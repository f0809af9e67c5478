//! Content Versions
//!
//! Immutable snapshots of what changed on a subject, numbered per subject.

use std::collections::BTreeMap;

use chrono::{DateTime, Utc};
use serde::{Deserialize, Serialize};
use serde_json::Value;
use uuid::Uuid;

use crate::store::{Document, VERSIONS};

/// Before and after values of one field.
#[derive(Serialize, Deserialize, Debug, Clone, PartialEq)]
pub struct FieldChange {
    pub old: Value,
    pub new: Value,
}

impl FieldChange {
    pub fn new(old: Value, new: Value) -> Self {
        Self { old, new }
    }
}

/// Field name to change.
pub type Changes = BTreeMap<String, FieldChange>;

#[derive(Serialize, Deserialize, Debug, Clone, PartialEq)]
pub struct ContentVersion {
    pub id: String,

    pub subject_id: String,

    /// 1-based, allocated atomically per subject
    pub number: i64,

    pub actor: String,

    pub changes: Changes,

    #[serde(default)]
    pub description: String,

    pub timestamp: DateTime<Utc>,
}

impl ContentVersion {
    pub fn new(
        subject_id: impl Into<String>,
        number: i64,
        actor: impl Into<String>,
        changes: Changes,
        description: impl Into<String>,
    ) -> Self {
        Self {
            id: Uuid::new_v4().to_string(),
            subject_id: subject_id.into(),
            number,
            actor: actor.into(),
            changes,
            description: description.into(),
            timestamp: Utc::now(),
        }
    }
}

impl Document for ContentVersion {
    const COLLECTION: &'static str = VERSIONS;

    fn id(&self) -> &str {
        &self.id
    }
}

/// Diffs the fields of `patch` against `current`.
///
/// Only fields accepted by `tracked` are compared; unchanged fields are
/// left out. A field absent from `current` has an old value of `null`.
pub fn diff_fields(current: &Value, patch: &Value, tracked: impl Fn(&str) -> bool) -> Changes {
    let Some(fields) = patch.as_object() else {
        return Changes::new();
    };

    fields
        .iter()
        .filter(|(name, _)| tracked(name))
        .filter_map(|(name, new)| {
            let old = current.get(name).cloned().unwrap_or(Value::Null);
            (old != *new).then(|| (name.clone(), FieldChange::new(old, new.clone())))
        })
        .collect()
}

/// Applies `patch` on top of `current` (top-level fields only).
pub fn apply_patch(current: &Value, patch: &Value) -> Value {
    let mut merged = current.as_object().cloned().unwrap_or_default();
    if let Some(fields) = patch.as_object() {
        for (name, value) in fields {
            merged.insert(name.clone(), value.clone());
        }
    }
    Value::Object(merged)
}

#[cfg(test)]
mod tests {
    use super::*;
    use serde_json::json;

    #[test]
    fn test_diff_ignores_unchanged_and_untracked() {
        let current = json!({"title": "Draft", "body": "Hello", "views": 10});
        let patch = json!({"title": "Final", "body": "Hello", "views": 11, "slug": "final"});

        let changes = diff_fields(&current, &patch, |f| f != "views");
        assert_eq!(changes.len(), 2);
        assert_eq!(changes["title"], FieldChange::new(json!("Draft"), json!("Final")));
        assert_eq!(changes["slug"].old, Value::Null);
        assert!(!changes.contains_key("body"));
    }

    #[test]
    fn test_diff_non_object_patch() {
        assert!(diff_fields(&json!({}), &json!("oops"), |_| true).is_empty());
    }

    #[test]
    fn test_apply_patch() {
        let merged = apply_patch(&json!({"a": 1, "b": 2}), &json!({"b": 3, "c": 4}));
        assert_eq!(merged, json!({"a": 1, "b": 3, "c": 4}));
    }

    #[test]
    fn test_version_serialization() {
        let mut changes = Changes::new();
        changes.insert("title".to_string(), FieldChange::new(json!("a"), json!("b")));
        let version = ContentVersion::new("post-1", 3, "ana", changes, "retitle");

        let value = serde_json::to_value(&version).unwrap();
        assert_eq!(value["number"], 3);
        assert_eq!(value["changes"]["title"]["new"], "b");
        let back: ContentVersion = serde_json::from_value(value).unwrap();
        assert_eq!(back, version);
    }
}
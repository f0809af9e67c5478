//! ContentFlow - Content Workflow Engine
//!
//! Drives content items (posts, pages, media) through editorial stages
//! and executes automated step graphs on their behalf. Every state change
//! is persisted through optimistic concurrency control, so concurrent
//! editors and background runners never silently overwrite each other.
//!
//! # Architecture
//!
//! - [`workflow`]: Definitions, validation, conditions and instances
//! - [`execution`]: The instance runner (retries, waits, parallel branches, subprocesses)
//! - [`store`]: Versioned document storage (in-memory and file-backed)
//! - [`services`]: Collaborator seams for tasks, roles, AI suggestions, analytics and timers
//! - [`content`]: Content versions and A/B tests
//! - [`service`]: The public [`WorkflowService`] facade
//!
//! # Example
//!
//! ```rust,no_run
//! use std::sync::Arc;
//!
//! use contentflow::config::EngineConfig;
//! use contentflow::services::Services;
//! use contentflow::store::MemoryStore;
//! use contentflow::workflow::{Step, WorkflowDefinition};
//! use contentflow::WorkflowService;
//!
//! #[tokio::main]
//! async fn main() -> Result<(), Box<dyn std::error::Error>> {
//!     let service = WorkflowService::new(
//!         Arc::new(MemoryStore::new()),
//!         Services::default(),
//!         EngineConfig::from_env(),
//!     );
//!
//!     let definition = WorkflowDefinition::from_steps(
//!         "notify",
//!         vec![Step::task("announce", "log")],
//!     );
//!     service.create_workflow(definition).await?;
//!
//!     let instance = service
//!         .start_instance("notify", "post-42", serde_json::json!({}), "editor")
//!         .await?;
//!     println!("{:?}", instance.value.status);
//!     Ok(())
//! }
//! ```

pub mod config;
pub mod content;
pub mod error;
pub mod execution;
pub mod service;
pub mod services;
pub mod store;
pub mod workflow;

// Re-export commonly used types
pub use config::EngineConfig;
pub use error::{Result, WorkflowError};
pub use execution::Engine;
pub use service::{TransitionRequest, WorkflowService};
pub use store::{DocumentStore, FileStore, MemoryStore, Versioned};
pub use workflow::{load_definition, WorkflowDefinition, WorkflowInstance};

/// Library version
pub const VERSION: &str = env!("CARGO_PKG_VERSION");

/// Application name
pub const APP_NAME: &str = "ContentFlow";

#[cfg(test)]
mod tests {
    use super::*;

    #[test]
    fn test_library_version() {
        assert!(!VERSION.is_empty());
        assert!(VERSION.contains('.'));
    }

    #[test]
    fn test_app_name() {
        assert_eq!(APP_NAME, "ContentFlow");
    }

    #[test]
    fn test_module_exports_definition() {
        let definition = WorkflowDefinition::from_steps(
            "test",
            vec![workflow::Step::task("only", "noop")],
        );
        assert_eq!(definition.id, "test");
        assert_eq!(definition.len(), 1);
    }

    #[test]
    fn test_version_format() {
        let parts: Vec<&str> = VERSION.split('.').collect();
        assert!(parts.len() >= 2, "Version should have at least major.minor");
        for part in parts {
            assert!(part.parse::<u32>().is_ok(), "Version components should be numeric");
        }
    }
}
-*-*-
● **Work required**:
All of the data needs to be printed once more, exactly.

● **Solution**:
repository f0809af9e67c5478
//! Content Versions
//!
//! Immutable snapshots of what changed on a subject, numbered per subject.

use std::collections::BTreeMap;

use chrono::{DateTime, Utc};
use serde::{Deserialize, Serialize};
use serde_json::Value;
use uuid::Uuid;

use crate::store::{Document, VERSIONS};

/// Before and after values of one field.
#[derive(Serialize, Deserialize, Debug, Clone, PartialEq)]
pub struct FieldChange {
    pub old: Value,
    pub new: Value,
}

impl FieldChange {
    pub fn new(old: Value, new: Value) -> Self {
        Self { old, new }
    }
}

/// Field name to change.
pub type Changes = BTreeMap<String, FieldChange>;

#[derive(Serialize, Deserialize, Debug, Clone, PartialEq)]
pub struct ContentVersion {
    pub id: String,

    pub subject_id: String,

    /// 1-based, allocated atomically per subject
    pub number: i64,

    pub actor: String,

    pub changes: Changes,

    #[serde(default)]
    pub description: String,

    pub timestamp: DateTime<Utc>,
}

impl ContentVersion {
    pub fn new(
        subject_id: impl Into<String>,
        number: i64,
        actor: impl Into<String>,
        changes: Changes,
        description: impl Into<String>,
    ) -> Self {
        Self {
            id: Uuid::new_v4().to_string(),
            subject_id: subject_id.into(),
            number,
            actor: actor.into(),
            changes,
            description: description.into(),
            timestamp: Utc::now(),
        }
    }
}

impl Document for ContentVersion {
    const COLLECTION: &'static str = VERSIONS;

    fn id(&self) -> &str {
        &self.id
    }
}

/// Diffs the fields of `patch` against `current`.
///
/// Only fields accepted by `tracked` are compared; unchanged fields are
/// left out. A field absent from `current` has an old value of `null`.
pub fn diff_fields(current: &Value, patch: &Value, tracked: impl Fn(&str) -> bool) -> Changes {
    let Some(fields) = patch.as_object() else {
        return Changes::new();
    };

    fields
        .iter()
        .filter(|(name, _)| tracked(name))
        .filter_map(|(name, new)| {
            let old = current.get(name).cloned().unwrap_or(Value::Null);
            (old != *new).then(|| (name.clone(), FieldChange::new(old, new.clone())))
        })
        .collect()
}

/// Applies `patch` on top of `current` (top-level fields only).
pub fn apply_patch(current: &Value, patch: &Value) -> Value {
    let mut merged = current.as_object().cloned().unwrap_or_default();
    if let Some(fields) = patch.as_object() {
        for (name, value) in fields {
            merged.insert(name.clone(), value.clone());
        }
    }
    Value::Object(merged)
}

#[cfg(test)]
mod tests {
    use super::*;
    use serde_json::json;

    #[test]
    fn test_diff_ignores_unchanged_and_untracked() {
        let current = json!({"title": "Draft", "body": "Hello", "views": 10});
        let patch = json!({"title": "Final", "body": "Hello", "views": 11, "slug": "final"});

        let changes = diff_fields(&current, &patch, |f| f != "views");
        assert_eq!(changes.len(), 2);
        assert_eq!(changes["title"], FieldChange::new(json!("Draft"), json!("Final")));
        assert_eq!(changes["slug"].old, Value::Null);
        assert!(!changes.contains_key("body"));
    }

    #[test]
    fn test_diff_non_object_patch() {
        assert!(diff_fields(&json!({}), &json!("oops"), |_| true).is_empty());
    }

    #[test]
    fn test_apply_patch() {
        let merged = apply_patch(&json!({"a": 1, "b": 2}), &json!({"b": 3, "c": 4}));
        assert_eq!(merged, json!({"a": 1, "b": 3, "c": 4}));
    }

    #[test]
    fn test_version_serialization() {
        let mut changes = Changes::new();
        changes.insert("title".to_string(), FieldChange::new(json!("a"), json!("b")));
        let version = ContentVersion::new("post-1", 3, "ana", changes, "retitle");

        let value = serde_json::to_value(&version).unwrap();
        assert_eq!(value["number"], 3);
        assert_eq!(value["changes"]["title"]["new"], "b");
        let back: ContentVersion = serde_json::from_value(value).unwrap();
        assert_eq!(back, version);
    }
}
repository f0809af9e67c5478
//! ContentFlow - Content Workflow Engine
//!
//! Drives content items (posts, pages, media) through editorial stages
//! and executes automated step graphs on their behalf. Every state change
//! is persisted through optimistic concurrency control, so concurrent
//! editors and background runners never silently overwrite each other.
//!
//! # Architecture
//!
//! - [`workflow`]: Definitions, validation, conditions and instances
//! - [`execution`]: The instance runner (retries, waits, parallel branches, subprocesses)
//! - [`store`]: Versioned document storage (in-memory and file-backed)
//! - [`services`]: Collaborator seams for tasks, roles, AI suggestions, analytics and timers
//! - [`content`]: Content versions and A/B tests
//! - [`service`]: The public [`WorkflowService`] facade
//!
//! # Example
//!
//! ```rust,no_run
//! use std::sync::Arc;
//!
//! use contentflow::config::EngineConfig;
//! use contentflow::services::Services;
//! use contentflow::store::MemoryStore;
//! use contentflow::workflow::{Step, WorkflowDefinition};
//! use contentflow::WorkflowService;
//!
//! #[tokio::main]
//! async fn main() -> Result<(), Box<dyn std::error::Error>> {
//!     let service = WorkflowService::new(
//!         Arc::new(MemoryStore::new()),
//!         Services::default(),
//!         EngineConfig::from_env(),
//!     );
//!
//!     let definition = WorkflowDefinition::from_steps(
//!         "notify",
//!         vec![Step::task("announce", "log")],
//!     );
//!     service.create_workflow(definition).await?;
//!
//!     let instance = service
//!         .start_instance("notify", "post-42", serde_json::json!({}), "editor")
//!         .await?;
//!     println!("{:?}", instance.value.status);
//!     Ok(())
//! }
//! ```

pub mod config;
pub mod content;
pub mod error;
pub mod execution;
pub mod service;
pub mod services;
pub mod store;
pub mod workflow;

// Re-export commonly used types
pub use config::EngineConfig;
pub use error::{Result, WorkflowError};
pub use execution::Engine;
pub use service::{TransitionRequest, WorkflowService};
pub use store::{DocumentStore, FileStore, MemoryStore, Versioned};
pub use workflow::{load_definition, WorkflowDefinition, WorkflowInstance};

/// Library version
pub const VERSION: &str = env!("CARGO_PKG_VERSION");

/// Application name
pub const APP_NAME: &str = "ContentFlow";

#[cfg(test)]
mod tests {
    use super::*;

    #[test]
    fn test_library_version() {
        assert!(!VERSION.is_empty());
        assert!(VERSION.contains('.'));
    }

    #[test]
    fn test_app_name() {
        assert_eq!(APP_NAME, "ContentFlow");
    }

    #[test]
    fn test_module_exports_definition() {
        let definition = WorkflowDefinition::from_steps(
            "test",
            vec![workflow::Step::task("only", "noop")],
        );
        assert_eq!(definition.id, "test");
        assert_eq!(definition.len(), 1);
    }

    #[test]
    fn test_version_format() {
        let parts: Vec<&str> = VERSION.split('.').collect();
        assert!(parts.len() >= 2, "Version should have at least major.minor");
        for part in parts {
            assert!(part.parse::<u32>().is_ok(), "Version components should be numeric");
        }
    }
}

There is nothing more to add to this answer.